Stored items
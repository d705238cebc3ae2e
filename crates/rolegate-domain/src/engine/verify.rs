//! Existence verification under policy predicates.
//!
//! Rows referenced by unique selectors (`connect`, `updateOne`, nested
//! `update where`, ...) are verified by counting under the selector merged
//! with the policy's check predicate. A failed verification reports the
//! conflated "not exist or no permission" error, so callers cannot probe for
//! row existence.

use crate::engine::traits::RowCounter;
use crate::error::{DomainError, DomainResult};
use crate::filter::{merge_check_with_where, selectors_to_filter, FilterExpr, Selector};
use crate::policy::PermType;

/// Verifies that the selected rows exist and satisfy the check predicate.
///
/// A single selector passes when at least one row matches it merged with the
/// check. A batch passes only when the check excludes none of the rows the
/// bare selectors match: the batch is counted once unconstrained and once
/// merged, and any shortfall fails the whole batch.
pub async fn items_exist<S: RowCounter + ?Sized>(
    store: &S,
    model: &str,
    check: Option<&FilterExpr>,
    selectors: &[Selector],
) -> DomainResult<bool> {
    if selectors.is_empty() {
        return Ok(true);
    }
    if let [selector] = selectors {
        let merged = merge_check_with_where(check.cloned(), &selector.to_filter());
        return Ok(store.count(model, &merged).await? > 0);
    }
    let batch = selectors_to_filter(selectors);
    let unconstrained = store.count(model, &batch).await?;
    let constrained = match check {
        Some(check) => {
            store
                .count(model, &merge_check_with_where(Some(batch), check))
                .await?
        }
        None => unconstrained,
    };
    Ok(constrained != 0 && constrained >= unconstrained)
}

/// Throwing form of [`items_exist`].
pub async fn require_items_exist<S: RowCounter + ?Sized>(
    store: &S,
    model: &str,
    check: Option<&FilterExpr>,
    selectors: &[Selector],
    perm_type: PermType,
) -> DomainResult<()> {
    if items_exist(store, model, check, selectors).await? {
        Ok(())
    } else {
        Err(DomainError::PermissionOrNotFound { perm_type })
    }
}

/// Verification protocol for two-phase writes (`upsert`, `connectOrCreate`).
///
/// When the selected row does not pre-exist, the create branch governs and
/// nothing is verified here. When it pre-exists and the update-side policy
/// carries a check predicate, the row must also satisfy it.
pub async fn exist_before_and_after<S: RowCounter + ?Sized>(
    store: &S,
    model: &str,
    selector: &Selector,
    check: Option<&FilterExpr>,
    perm_type: PermType,
) -> DomainResult<()> {
    let unconstrained = store.count(model, &selector.to_filter()).await?;
    if unconstrained == 0 {
        return Ok(());
    }
    let Some(check) = check else {
        return Ok(());
    };
    let merged = merge_check_with_where(Some(selector.to_filter()), check);
    if store.count(model, &merged).await? == 0 {
        return Err(DomainError::PermissionOrNotFound { perm_type });
    }
    Ok(())
}
//! Operation enforcement.
//!
//! [`Enforcer::enforce`] takes an incoming operation, applies the session
//! role's policy to it, and returns the rewritten operation for the host to
//! execute: filters gain check conjuncts, payloads gain forced values, and
//! referenced rows are verified to exist under the governing checks. A failed
//! verification aborts the whole operation before anything is written.

pub mod context;
pub mod inject;
pub mod traits;
pub mod verify;
pub mod walker;

use std::collections::BTreeMap;
use std::sync::Arc;

use futures::future::BoxFuture;
use serde_json::{Map, Value};
use tracing::debug;

use crate::error::{DomainError, DomainResult};
use crate::filter::{merge_check_with_where, FilterExpr, Selector};
use crate::payload::WritePayload;
use crate::perms::{PermissionCatalog, PermissionSource};
use crate::policy::PermType;
use crate::session::SessionContext;

pub use context::OperationContext;
pub use traits::RowCounter;
pub use walker::{check_candidate, Candidate, Walk};

use inject::{resolved_check, set_perm_values, set_perm_values_one_level};
use verify::{exist_before_and_after, require_items_exist};

/// One field of a selection tree: an optional sub-selection and an optional
/// filter on a list relation.
#[derive(Debug, Clone, PartialEq, Default)]
pub struct SelectField {
    pub select: Option<SelectTree>,
    pub filter: Option<FilterExpr>,
}

/// A parsed selection tree (`select: { author: { select: ... } }`).
#[derive(Debug, Clone, PartialEq, Default)]
pub struct SelectTree {
    pub fields: BTreeMap<String, SelectField>,
}

impl SelectTree {
    pub fn parse(value: &Value) -> DomainResult<SelectTree> {
        let obj = value
            .as_object()
            .ok_or_else(|| DomainError::invalid_payload("'select' must be an object"))?;
        let mut fields = BTreeMap::new();
        for (name, entry) in obj {
            match entry {
                Value::Bool(true) => {
                    fields.insert(name.clone(), SelectField::default());
                }
                Value::Bool(false) => {}
                Value::Object(spec) => {
                    fields.insert(
                        name.clone(),
                        SelectField {
                            select: spec.get("select").map(SelectTree::parse).transpose()?,
                            filter: spec.get("where").map(FilterExpr::parse).transpose()?,
                        },
                    );
                }
                _ => {
                    return Err(DomainError::invalid_payload(format!(
                        "'select' entry '{name}' must be a boolean or an object"
                    )))
                }
            }
        }
        Ok(SelectTree { fields })
    }

    pub fn to_value(&self) -> Value {
        let mut obj = Map::new();
        for (name, field) in &self.fields {
            if field.select.is_none() && field.filter.is_none() {
                obj.insert(name.clone(), Value::Bool(true));
                continue;
            }
            let mut spec = Map::new();
            if let Some(select) = &field.select {
                spec.insert("select".into(), select.to_value());
            }
            if let Some(filter) = &field.filter {
                spec.insert("where".into(), filter.to_value());
            }
            obj.insert(name.clone(), Value::Object(spec));
        }
        Value::Object(obj)
    }
}

/// One operation against a model, as received from the API layer and as
/// returned rewritten by enforcement.
#[derive(Debug, Clone, PartialEq)]
pub enum Operation {
    FindUnique {
        selector: Selector,
        select: Option<SelectTree>,
    },
    FindFirst {
        filter: Option<FilterExpr>,
        select: Option<SelectTree>,
    },
    FindMany {
        filter: Option<FilterExpr>,
        select: Option<SelectTree>,
    },
    Count {
        filter: Option<FilterExpr>,
    },
    Aggregate {
        filter: Option<FilterExpr>,
    },
    CreateOne {
        data: WritePayload,
        select: Option<SelectTree>,
    },
    CreateMany {
        data: Vec<WritePayload>,
    },
    UpdateOne {
        selector: Selector,
        data: WritePayload,
        select: Option<SelectTree>,
    },
    UpdateMany {
        filter: Option<FilterExpr>,
        data: WritePayload,
    },
    UpsertOne {
        selector: Selector,
        create: WritePayload,
        update: WritePayload,
        select: Option<SelectTree>,
    },
    DeleteOne {
        selector: Selector,
    },
    DeleteMany {
        filter: Option<FilterExpr>,
    },
}

/// Enforcer configuration.
#[derive(Debug, Clone)]
pub struct EnforcerConfig {
    /// Role that bypasses enforcement entirely. `None` disables the bypass.
    pub bypass_role: Option<String>,
}

impl Default for EnforcerConfig {
    fn default() -> Self {
        Self {
            bypass_role: Some("ROOT".to_string()),
        }
    }
}

/// The enforcement engine, generic over the persistence counter and the
/// permission source.
pub struct Enforcer<S, P> {
    store: Arc<S>,
    perms: Arc<PermissionCatalog<P>>,
    config: EnforcerConfig,
}

impl<S, P> Enforcer<S, P>
where
    S: RowCounter + 'static,
    P: PermissionSource + 'static,
{
    pub fn new(store: Arc<S>, perms: Arc<PermissionCatalog<P>>, config: EnforcerConfig) -> Self {
        Self {
            store,
            perms,
            config,
        }
    }

    pub fn permission_catalog(&self) -> &Arc<PermissionCatalog<P>> {
        &self.perms
    }

    /// Applies the session role's policy to an operation and returns it
    /// rewritten for execution.
    pub async fn enforce(
        &self,
        session: &dyn SessionContext,
        model: &str,
        op: Operation,
    ) -> DomainResult<Operation> {
        if self
            .config
            .bypass_role
            .as_deref()
            .is_some_and(|bypass| bypass == session.role())
        {
            return Ok(op);
        }
        debug!(role = %session.role(), model = %model, "enforcing operation");

        let records = self.perms.permissions(session.role()).await?;
        let models = Arc::clone(self.perms.model_catalog());
        let walk = Walk::new(
            self.store.as_ref(),
            session,
            records.as_slice(),
            models.as_ref(),
        );

        match op {
            Operation::FindMany { filter, mut select } => {
                let filter = merged_read_filter(&walk, model, filter).await?;
                merge_select(&walk, model, &mut select).await?;
                Ok(Operation::FindMany { filter, select })
            }
            Operation::FindFirst { filter, mut select } => {
                let filter = merged_read_filter(&walk, model, filter).await?;
                merge_select(&walk, model, &mut select).await?;
                Ok(Operation::FindFirst { filter, select })
            }
            Operation::Count { filter } => {
                let filter = merged_read_filter(&walk, model, filter).await?;
                Ok(Operation::Count { filter })
            }
            Operation::Aggregate { filter } => {
                let filter = merged_read_filter(&walk, model, filter).await?;
                Ok(Operation::Aggregate { filter })
            }
            Operation::FindUnique { selector, mut select } => {
                let check = resolved_check(session, walk.records, model, PermType::Read).await?;
                require_items_exist(
                    self.store.as_ref(),
                    model,
                    check.as_ref(),
                    std::slice::from_ref(&selector),
                    PermType::Read,
                )
                .await?;
                merge_select(&walk, model, &mut select).await?;
                Ok(Operation::FindUnique { selector, select })
            }
            Operation::CreateOne { mut data, mut select } => {
                set_perm_values(
                    session,
                    walk.records,
                    walk.models,
                    model,
                    PermType::Create,
                    &mut data,
                )
                .await?;
                let ctx = OperationContext::new(model, PermType::Create);
                walk.check_item_acl(&ctx, Candidate::Payload(&data)).await?;
                walk.check_nested_ops(&ctx, &data).await?;
                merge_select(&walk, model, &mut select).await?;
                Ok(Operation::CreateOne { data, select })
            }
            Operation::CreateMany { mut data } => {
                let ctx = OperationContext::new(model, PermType::Create);
                let record = walk
                    .records
                    .iter()
                    .find(|r| r.model == model && r.perm_type == PermType::Create);
                for item in &mut data {
                    set_perm_values_one_level(session, record, item).await?;
                }
                for item in &data {
                    walk.check_item_acl(&ctx, Candidate::Payload(item)).await?;
                }
                Ok(Operation::CreateMany { data })
            }
            Operation::UpdateOne {
                selector,
                mut data,
                mut select,
            } => {
                let check = resolved_check(session, walk.records, model, PermType::Update).await?;
                require_items_exist(
                    self.store.as_ref(),
                    model,
                    check.as_ref(),
                    std::slice::from_ref(&selector),
                    PermType::Update,
                )
                .await?;
                set_perm_values(
                    session,
                    walk.records,
                    walk.models,
                    model,
                    PermType::Update,
                    &mut data,
                )
                .await?;
                let ctx = OperationContext::new(model, PermType::Update);
                walk.check_item_acl(&ctx, Candidate::Payload(&data)).await?;
                walk.merge_nested_bulk_filters(&ctx, &mut data).await?;
                walk.check_nested_ops(&ctx, &data).await?;
                merge_select(&walk, model, &mut select).await?;
                Ok(Operation::UpdateOne {
                    selector,
                    data,
                    select,
                })
            }
            Operation::UpdateMany { filter, mut data } => {
                let check = resolved_check(session, walk.records, model, PermType::Update).await?;
                let filter = match &check {
                    Some(check) => Some(merge_check_with_where(filter, check)),
                    None => filter,
                };
                let record = walk
                    .records
                    .iter()
                    .find(|r| r.model == model && r.perm_type == PermType::Update);
                set_perm_values_one_level(session, record, &mut data).await?;
                let ctx = OperationContext::new(model, PermType::Update);
                walk.check_item_acl(&ctx, Candidate::Payload(&data)).await?;
                Ok(Operation::UpdateMany { filter, data })
            }
            Operation::UpsertOne {
                selector,
                mut create,
                mut update,
                mut select,
            } => {
                let check = resolved_check(session, walk.records, model, PermType::Update).await?;
                exist_before_and_after(
                    self.store.as_ref(),
                    model,
                    &selector,
                    check.as_ref(),
                    PermType::Update,
                )
                .await?;
                set_perm_values(
                    session,
                    walk.records,
                    walk.models,
                    model,
                    PermType::Create,
                    &mut create,
                )
                .await?;
                set_perm_values(
                    session,
                    walk.records,
                    walk.models,
                    model,
                    PermType::Update,
                    &mut update,
                )
                .await?;
                let create_ctx = OperationContext::new(model, PermType::Create);
                walk.check_item_acl(&create_ctx, Candidate::Payload(&create))
                    .await?;
                walk.check_nested_ops(&create_ctx, &create).await?;
                let update_ctx = OperationContext::new(model, PermType::Update);
                walk.check_item_acl(&update_ctx, Candidate::Payload(&update))
                    .await?;
                walk.merge_nested_bulk_filters(&update_ctx, &mut update).await?;
                walk.check_nested_ops(&update_ctx, &update).await?;
                merge_select(&walk, model, &mut select).await?;
                Ok(Operation::UpsertOne {
                    selector,
                    create,
                    update,
                    select,
                })
            }
            Operation::DeleteOne { selector } => {
                let check = resolved_check(session, walk.records, model, PermType::Delete).await?;
                require_items_exist(
                    self.store.as_ref(),
                    model,
                    check.as_ref(),
                    std::slice::from_ref(&selector),
                    PermType::Delete,
                )
                .await?;
                Ok(Operation::DeleteOne { selector })
            }
            Operation::DeleteMany { filter } => {
                let check = resolved_check(session, walk.records, model, PermType::Delete).await?;
                let filter = match &check {
                    Some(check) => Some(merge_check_with_where(filter, check)),
                    None => filter,
                };
                Ok(Operation::DeleteMany { filter })
            }
        }
    }
}

async fn merged_read_filter<S: RowCounter + ?Sized>(
    walk: &Walk<'_, S>,
    model: &str,
    filter: Option<FilterExpr>,
) -> DomainResult<Option<FilterExpr>> {
    match resolved_check(walk.session, walk.records, model, PermType::Read).await? {
        Some(check) => Ok(Some(merge_check_with_where(filter, &check))),
        None => Ok(filter),
    }
}

async fn merge_select<S: RowCounter + ?Sized>(
    walk: &Walk<'_, S>,
    model: &str,
    select: &mut Option<SelectTree>,
) -> DomainResult<()> {
    if let Some(select) = select.as_mut() {
        merge_select_checks(walk, model, select).await?;
    }
    Ok(())
}

/// Conjoins read checks into the `where` of every selected list relation, so
/// included collections are filtered the same way a direct read would be.
fn merge_select_checks<'b, S: RowCounter + ?Sized>(
    walk: &'b Walk<'b, S>,
    model: &'b str,
    select: &'b mut SelectTree,
) -> BoxFuture<'b, DomainResult<()>> {
    Box::pin(async move {
        let Some(def) = walk.models.model(model) else {
            return Ok(());
        };
        for (name, entry) in select.fields.iter_mut() {
            let Some(field) = def.field(name) else {
                continue;
            };
            if !field.is_relation() {
                continue;
            }
            if field.is_list {
                if let Some(check) =
                    resolved_check(walk.session, walk.records, &field.type_name, PermType::Read)
                        .await?
                {
                    entry.filter = Some(merge_check_with_where(entry.filter.take(), &check));
                }
            }
            if let Some(sub) = entry.select.as_mut() {
                merge_select_checks(walk, &field.type_name, sub).await?;
            }
        }
        Ok(())
    })
}
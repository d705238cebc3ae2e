//! Traversal context for the operation tree walk.

use crate::policy::PermType;

/// The (model, operation type) pair a walk step is evaluated under.
///
/// Contexts are immutable; descending into a relation or switching the
/// operation type builds a new context, so sibling branches can never observe
/// each other's state.
#[derive(Debug, Clone, PartialEq, Eq)]
pub struct OperationContext {
    pub model: String,
    pub perm_type: PermType,
}

impl OperationContext {
    pub fn new(model: impl Into<String>, perm_type: PermType) -> Self {
        Self {
            model: model.into(),
            perm_type,
        }
    }

    /// A context for a related model, keeping the operation type.
    pub fn relation(&self, model: impl Into<String>) -> Self {
        Self {
            model: model.into(),
            perm_type: self.perm_type,
        }
    }

    /// A context with the same model under a different operation type.
    pub fn with_perm(&self, perm_type: PermType) -> Self {
        Self {
            model: self.model.clone(),
            perm_type,
        }
    }
}

#[cfg(test)]
mod tests {
    use super::*;

    #[test]
    fn test_descent_leaves_parent_untouched() {
        let parent = OperationContext::new("User", PermType::Update);
        let child = parent.relation("Post").with_perm(PermType::Create);
        assert_eq!(child.model, "Post");
        assert_eq!(child.perm_type, PermType::Create);
        assert_eq!(parent.model, "User");
        assert_eq!(parent.perm_type, PermType::Update);
    }
}
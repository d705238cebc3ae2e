//! Domain error types for authorization enforcement.

use thiserror::Error;

use crate::policy::PermType;

/// Domain-specific errors for authorization enforcement.
#[derive(Debug, Error)]
pub enum DomainError {
    /// The permission backend or persistence layer could not be reached.
    ///
    /// Never downgraded to an empty permission set: an empty set means total
    /// denial and would be indistinguishable from "no policy granted".
    #[error("permission backend unavailable: {message}")]
    BackendUnavailable { message: String },

    /// An existence-or-policy check failed.
    ///
    /// Deliberately conflates "no such row" with "row exists but the policy
    /// forbids it" so that callers cannot probe for row existence.
    #[error("the item/s not exist or you don't have permission to {perm_type} it")]
    PermissionOrNotFound { perm_type: PermType },

    /// A permission record or catalog entry is malformed.
    #[error("configuration error: {message}")]
    Configuration { message: String },

    /// An incoming filter, selector, or write payload could not be parsed.
    #[error("invalid payload: {message}")]
    InvalidPayload { message: String },
}

impl DomainError {
    pub(crate) fn invalid_payload(message: impl Into<String>) -> Self {
        DomainError::InvalidPayload {
            message: message.into(),
        }
    }
}

/// Result type for domain operations.
pub type DomainResult<T> = Result<T, DomainError>;
//! Placeholder resolution and forced-value injection.
//!
//! Policy `set` clauses and `check` predicates may carry the session-identity
//! placeholder (`ctx-userId`) and named context functions (`ctx-fn-<name>`).
//! Both are resolved against the live session at enforcement time, including
//! placeholders nested inside object literals. A placeholder naming an
//! unregistered function is left untouched so the host layer rejects it
//! instead of silently writing the marker string.

use futures::future::BoxFuture;
use serde_json::{Map, Value};
use tracing::trace;

use crate::catalog::ModelCatalog;
use crate::error::DomainResult;
use crate::filter::FilterExpr;
use crate::payload::{RelationWrite, WritePayload};
use crate::policy::{PermType, PermissionRecord, SetValue};
use crate::session::SessionContext;

const USER_ID_PLACEHOLDER: &str = "ctx-userId";
const CONTEXT_FN_PREFIX: &str = "ctx-fn-";

/// Resolves placeholders anywhere inside a JSON value. `data` is the payload
/// being written (if any) and `key` the field the value sits under; both are
/// forwarded to context functions.
pub fn resolve_value<'a>(
    session: &'a dyn SessionContext,
    value: &'a Value,
    data: Option<&'a Value>,
    key: &'a str,
) -> BoxFuture<'a, DomainResult<Value>> {
    Box::pin(async move {
        match value {
            Value::String(s) => {
                if s == USER_ID_PLACEHOLDER {
                    return Ok(Value::String(session.user_id().to_string()));
                }
                if let Some(name) = s.strip_prefix(CONTEXT_FN_PREFIX) {
                    return Ok(session
                        .call_context_fn(name, data, key)
                        .await?
                        .unwrap_or_else(|| value.clone()));
                }
                Ok(value.clone())
            }
            Value::Object(obj) => {
                let mut resolved = Map::with_capacity(obj.len());
                for (k, v) in obj {
                    resolved.insert(k.clone(), resolve_value(session, v, data, k).await?);
                }
                Ok(Value::Object(resolved))
            }
            Value::Array(items) => {
                let mut resolved = Vec::with_capacity(items.len());
                for item in items {
                    resolved.push(resolve_value(session, item, data, key).await?);
                }
                Ok(Value::Array(resolved))
            }
            other => Ok(other.clone()),
        }
    })
}

/// Resolves placeholders inside a check predicate's operands.
pub async fn resolve_check(
    session: &dyn SessionContext,
    check: &FilterExpr,
) -> DomainResult<FilterExpr> {
    let resolved = resolve_value(session, &check.to_value(), None, "").await?;
    FilterExpr::parse(&resolved)
}

/// Looks up and resolves the check predicate for (model, type), if any.
pub async fn resolved_check(
    session: &dyn SessionContext,
    records: &[PermissionRecord],
    model: &str,
    perm_type: PermType,
) -> DomainResult<Option<FilterExpr>> {
    let check = records
        .iter()
        .find(|r| r.model == model && r.perm_type == perm_type)
        .and_then(|r| r.def.check.as_ref());
    match check {
        Some(check) => Ok(Some(resolve_check(session, check).await?)),
        None => Ok(None),
    }
}

/// Policy values win over caller values; object values are merged per key so
/// a policy forcing one member of a JSON column does not erase the rest.
fn deep_merge(base: &Value, overlay: &Value) -> Value {
    match (base, overlay) {
        (Value::Object(base), Value::Object(overlay)) => {
            let mut merged = base.clone();
            for (k, v) in overlay {
                let entry = match merged.get(k) {
                    Some(existing) => deep_merge(existing, v),
                    None => v.clone(),
                };
                merged.insert(k.clone(), entry);
            }
            Value::Object(merged)
        }
        _ => overlay.clone(),
    }
}

/// Applies the `set` clause of one permission record to the scalar fields of
/// a payload, without descending into relations.
pub async fn set_perm_values_one_level(
    session: &dyn SessionContext,
    record: Option<&PermissionRecord>,
    payload: &mut WritePayload,
) -> DomainResult<()> {
    let Some(record) = record else {
        return Ok(());
    };
    if record.def.set.is_empty() {
        return Ok(());
    }
    let snapshot = payload.to_value();
    for (key, set_value) in &record.def.set {
        let resolved = match set_value {
            SetValue::SessionUserId => Some(Value::String(session.user_id().to_string())),
            SetValue::ContextFn(name) => {
                let result = session.call_context_fn(name, Some(&snapshot), key).await?;
                if result.is_none() {
                    trace!(function = %name, field = %key, "context function not registered");
                    Some(Value::String(format!("{CONTEXT_FN_PREFIX}{name}")))
                } else {
                    result
                }
            }
            SetValue::Literal(value) => {
                Some(resolve_value(session, value, Some(&snapshot), key).await?)
            }
        };
        if let Some(resolved) = resolved {
            let merged = match payload.scalars.get(key) {
                Some(existing) => deep_merge(existing, &resolved),
                None => resolved,
            };
            payload.scalars.insert(key.clone(), merged);
        }
    }
    Ok(())
}

/// Applies `set` clauses through the whole nested write tree, re-deriving the
/// governing (model, operation type) at every relation verb.
pub fn set_perm_values<'a>(
    session: &'a dyn SessionContext,
    records: &'a [PermissionRecord],
    models: &'a ModelCatalog,
    model: &'a str,
    perm_type: PermType,
    payload: &'a mut WritePayload,
) -> BoxFuture<'a, DomainResult<()>> {
    Box::pin(async move {
        let record = records
            .iter()
            .find(|r| r.model == model && r.perm_type == perm_type);
        set_perm_values_one_level(session, record, payload).await?;

        for (field, writes) in payload.relations.iter_mut() {
            let Some(related) = models.relation_model(model, field) else {
                continue;
            };
            for write in writes {
                match write {
                    RelationWrite::Create(items) | RelationWrite::CreateMany(items) => {
                        for item in items {
                            set_perm_values(session, records, models, related, PermType::Create, item)
                                .await?;
                        }
                    }
                    RelationWrite::Update(items) => {
                        for item in items {
                            set_perm_values(
                                session,
                                records,
                                models,
                                related,
                                PermType::Update,
                                &mut item.data,
                            )
                            .await?;
                        }
                    }
                    RelationWrite::UpdateMany(items) => {
                        for item in items {
                            set_perm_values(
                                session,
                                records,
                                models,
                                related,
                                PermType::Update,
                                &mut item.data,
                            )
                            .await?;
                        }
                    }
                    RelationWrite::Upsert(items) => {
                        for item in items {
                            set_perm_values(
                                session,
                                records,
                                models,
                                related,
                                PermType::Create,
                                &mut item.create,
                            )
                            .await?;
                            set_perm_values(
                                session,
                                records,
                                models,
                                related,
                                PermType::Update,
                                &mut item.update,
                            )
                            .await?;
                        }
                    }
                    RelationWrite::ConnectOrCreate(items) => {
                        for item in items {
                            set_perm_values(
                                session,
                                records,
                                models,
                                related,
                                PermType::Create,
                                &mut item.create,
                            )
                            .await?;
                        }
                    }
                    RelationWrite::Connect(_)
                    | RelationWrite::Set(_)
                    | RelationWrite::Disconnect(_)
                    | RelationWrite::Delete(_)
                    | RelationWrite::DeleteMany(_) => {}
                }
            }
        }
        Ok(())
    })
}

> [WHAT IS EXPECTED] Given the records above, restate word for word only the lines starting at the one with "pub async fn items_exist<S: RowCounter" and ending at the one with "let unconstrained = store.count(model, &batch).await?;".

> [ANSWER BELOW]
pub async fn items_exist<S: RowCounter + ?Sized>(
    store: &S,
    model: &str,
    check: Option<&FilterExpr>,
    selectors: &[Selector],
) -> DomainResult<bool> {
    if selectors.is_empty() {
        return Ok(true);
    }
    if let [selector] = selectors {
        let merged = merge_check_with_where(check.cloned(), &selector.to_filter());
        return Ok(store.count(model, &merged).await? > 0);
    }
    let batch = selectors_to_filter(selectors);
    let unconstrained = store.count(model, &batch).await?;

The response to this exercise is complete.